Emperor Penguins are now endangered, warn biologists
A new study has estimated that by 2100, at least two-thirds of Emperor penguin
colonies will have dramatically declined by more than half if temperatures
rise at the rate predicted by the Intergovernmental Panel on Climate Change
Emperor Penguins on frozen sea ice in Antarctica. Photo: Paul Souders / Barcroft Media
Emperor penguins should be classed as an endangered species because the majority of colonies will have lost half their populations by the end of the century, biologists have warned.  The flightless birds which inhabit Antarctica are threatened by changes to sea ice which are being driving by climate change.  Emperor penguins are heavily dependent on sea ice as it provides krill, one of their primary food sources.  A new study has estimated that by 2100, at least two-thirds of emperor penguin colonies will have dramatically declined by more than half if temperatures rise at the rate predicted by the Interngovernmental Panel

In [5]:
# estimate read time for article
# this will be more weighted on the number of characters in the extracted sentences
# as well as some weight given to headings, other text, etc.
# given average human read speed = 200 WPM

# inputs: text with headings, etc and only sentences
def getReadTime(sentences, text):
    num_words = len(sentences.split())
    read_time = num_words / 200

    num_other_words = len(text.split()) - num_words
    other_read_time = 0.1 * (num_other_words / 200)

    total_read_time = math.ceil(read_time + other_read_time)
    return total_read_time

total_read_time = getReadTime(sentences, text)
print("total read time:", total_read_time, "minutes")

total read time: 4 minutes


# Summarize article text

In [6]:
from gensim.summarization.summarizer import summarize

# TODO: tune and optimize parameters
def summarizeArticle(text):
    return summarize(text, word_count=60)
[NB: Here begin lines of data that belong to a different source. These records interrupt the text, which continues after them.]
//! Test helper functions for building worlds, documents and events.

use glam::IVec3;

use lattice::{BlockGrid, Bounds, Element, Material, MaterialData};

use crate::engine::{Engine, MatchId, MatchState};
use crate::event::{BlockState, WorldEvent};
use crate::objective::TeamId;

// =============================================================================
// Setup
// =============================================================================

/// Install a test-writer subscriber once so `tracing` output shows on failure.
pub fn init_tracing() {
    let _ = tracing_subscriber::fmt()
        .with_test_writer()
        .with_max_level(tracing::Level::DEBUG)
        .try_init();
}

/// The two teams used by every scenario.
pub fn teams() -> [TeamId; 2] {
    [TeamId::new("red"), TeamId::new("blue")]
}

/// Move a freshly loaded match straight to `Playing`.
pub fn start(engine: &mut Engine, match_id: MatchId) {
    engine.transition(match_id, MatchState::Starting).unwrap();
    engine.transition(match_id, MatchState::Playing).unwrap();
}

// =============================================================================
// Documents
// =============================================================================

/// `<cuboid>` covering the blocks from `min` to `max` inclusive.
pub fn cuboid(min: IVec3, max: IVec3) -> Element {
    Element::new("cuboid")
        .attr("min", format!("{},{},{}", min.x, min.y, min.z))
        .attr("max", format!("{},{},{}", max.x, max.y, max.z))
}

/// `<core>` with an inline cuboid.
pub fn core(id: &str, team: &str, min: IVec3, max: IVec3) -> Element {
    Element::new("core")
        .attr("id", id)
        .attr("team", team)
        .child(cuboid(min, max))
}

/// Gold `<destroyable>` owned by blue with an inline cuboid.
pub fn monument(id: &str, min: IVec3, max: IVec3) -> Element {
    Element::new("destroyable")
        .attr("id", id)
        .attr("name", "Monument")
        .attr("owner", "blue")
        .attr("materials", "gold block")
        .child(cuboid(min, max))
}

/// Root `<map>` with the given top-level groups.
pub fn map(groups: impl IntoIterator<Item = Element>) -> Element {
    groups.into_iter().fold(Element::new("map"), Element::child)
}

// =============================================================================
// Worlds
// =============================================================================

/// Fill the blocks from `min` to `max` inclusive.
pub fn fill(world: &mut BlockGrid, min: IVec3, max: IVec3, material: Material) {
    world.fill(&Bounds::from_blocks(min, max), material);
}

// =============================================================================
// Events
// =============================================================================

/// Lava flowing down into air at `to`.
pub fn lava_into(to: IVec3) -> WorldEvent {
    WorldEvent::BlockFlow {
        from: BlockState::new(to + IVec3::Y, Material::Lava),
        to: BlockState::new(to, MaterialData::AIR),
    }
}

/// A block of `material` broken at `position`.
pub fn break_block(position: IVec3, material: Material) -> WorldEvent {
    WorldEvent::BlockBreak {
        block: BlockState::new(position, material),
    }
}

/// A block of `material` placed at `position`.
pub fn place_block(position: IVec3, material: Material) -> WorldEvent {
    WorldEvent::BlockPlace {
        block: BlockState::new(position, material),
    }
}
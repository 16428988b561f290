//! # Rampart Core
//!
//! Objective engine for team-objective block matches.
//!
//! This crate turns a declarative map document into live, per-match objectives
//! and evaluates them as the world changes block by block.
//!
//! ## Architecture
//!
//! - **Modules**: Per-match factories that parse declarations into state and
//!   route world events to it ([`module::RegionModule`], [`module::CoreModule`],
//!   [`module::DestroyableModule`], [`module::ItemRemoveModule`])
//! - **Objectives**: A shared base record plus a kind-specific payload. Each
//!   objective proposes a [`StateDelta`] for an event and the owning module
//!   applies it
//! - **Engine**: The explicit match context. It allocates match ids, runs
//!   module loads in dependency order, dispatches events and records
//!   [`ObjectiveEvent`]s
//!
//! ## Usage
//!
//! ```rust
//! use glam::IVec3;
//! use lattice::{BlockGrid, Bounds, Element, Material, MaterialData};
//! use rampart_core::{BlockState, Engine, EngineConfig, MatchState, TeamId, WorldEvent};
//!
//! let mut world = BlockGrid::new();
//! world.fill(&Bounds::from_blocks(IVec3::new(0, 10, 0), IVec3::new(2, 12, 2)), Material::Obsidian);
//!
//! let document = Element::new("map").child(
//!     Element::new("cores").child(
//!         Element::new("core")
//!             .attr("id", "red-core")
//!             .attr("team", "red")
//!             .child(Element::new("cuboid").attr("min", "0,10,0").attr("max", "2,12,2")),
//!     ),
//! );
//!
//! let mut engine = Engine::new(EngineConfig::default());
//! let report = engine.load_match(&document, &world, &[TeamId::new("red")]);
//! assert!(report.errors.is_empty());
//! engine.transition(report.match_id, MatchState::Starting).unwrap();
//! engine.transition(report.match_id, MatchState::Playing).unwrap();
//!
//! let flow = WorldEvent::BlockFlow {
//!     from: BlockState::new(IVec3::new(1, 6, 1), Material::Lava),
//!     to: BlockState::new(IVec3::new(1, 5, 1), MaterialData::AIR),
//! };
//! engine.dispatch(report.match_id, &flow);
//!
//! let core = engine.closest_core(report.match_id, glam::DVec3::new(1.0, 5.0, 1.0)).unwrap();
//! assert!(core.is_complete());
//! ```

#![warn(missing_docs)]
#![warn(clippy::all)]
#![warn(clippy::pedantic)]
#![allow(clippy::module_name_repetitions)]

// Re-export lattice for regions, materials and documents
pub use lattice;

pub mod config;
pub mod engine;
pub mod error;
pub mod event;
pub mod module;
pub mod objective;
pub mod proximity;

pub use config::EngineConfig;
pub use engine::{Dispatch, Engine, LoadReport, MatchId, MatchState};
pub use error::{EngineError, ModuleError};
pub use event::{BlockState, ObjectiveEvent, WorldEvent};
pub use objective::{
    CoreState, DestroyableState, Objective, ObjectiveBase, ObjectiveFlags, ObjectiveId,
    ObjectiveKind, StateDelta, TeamId,
};
pub use proximity::ProximityMetric;

#[cfg(test)]
mod tests;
summary = summarizeArticle(sentences)
print(summary)

A new study has estimated that by 2100, at least two-thirds of emperor penguin colonies will have dramatically declined by more than half if temperatures rise at the rate predicted by the Interngovernmental Panel on Climate Change (IPCC)  The study was conducted by lead author Stephanie Jenouvrier, a biologist with the Woods Hole Oceanographic Institution (WHOI).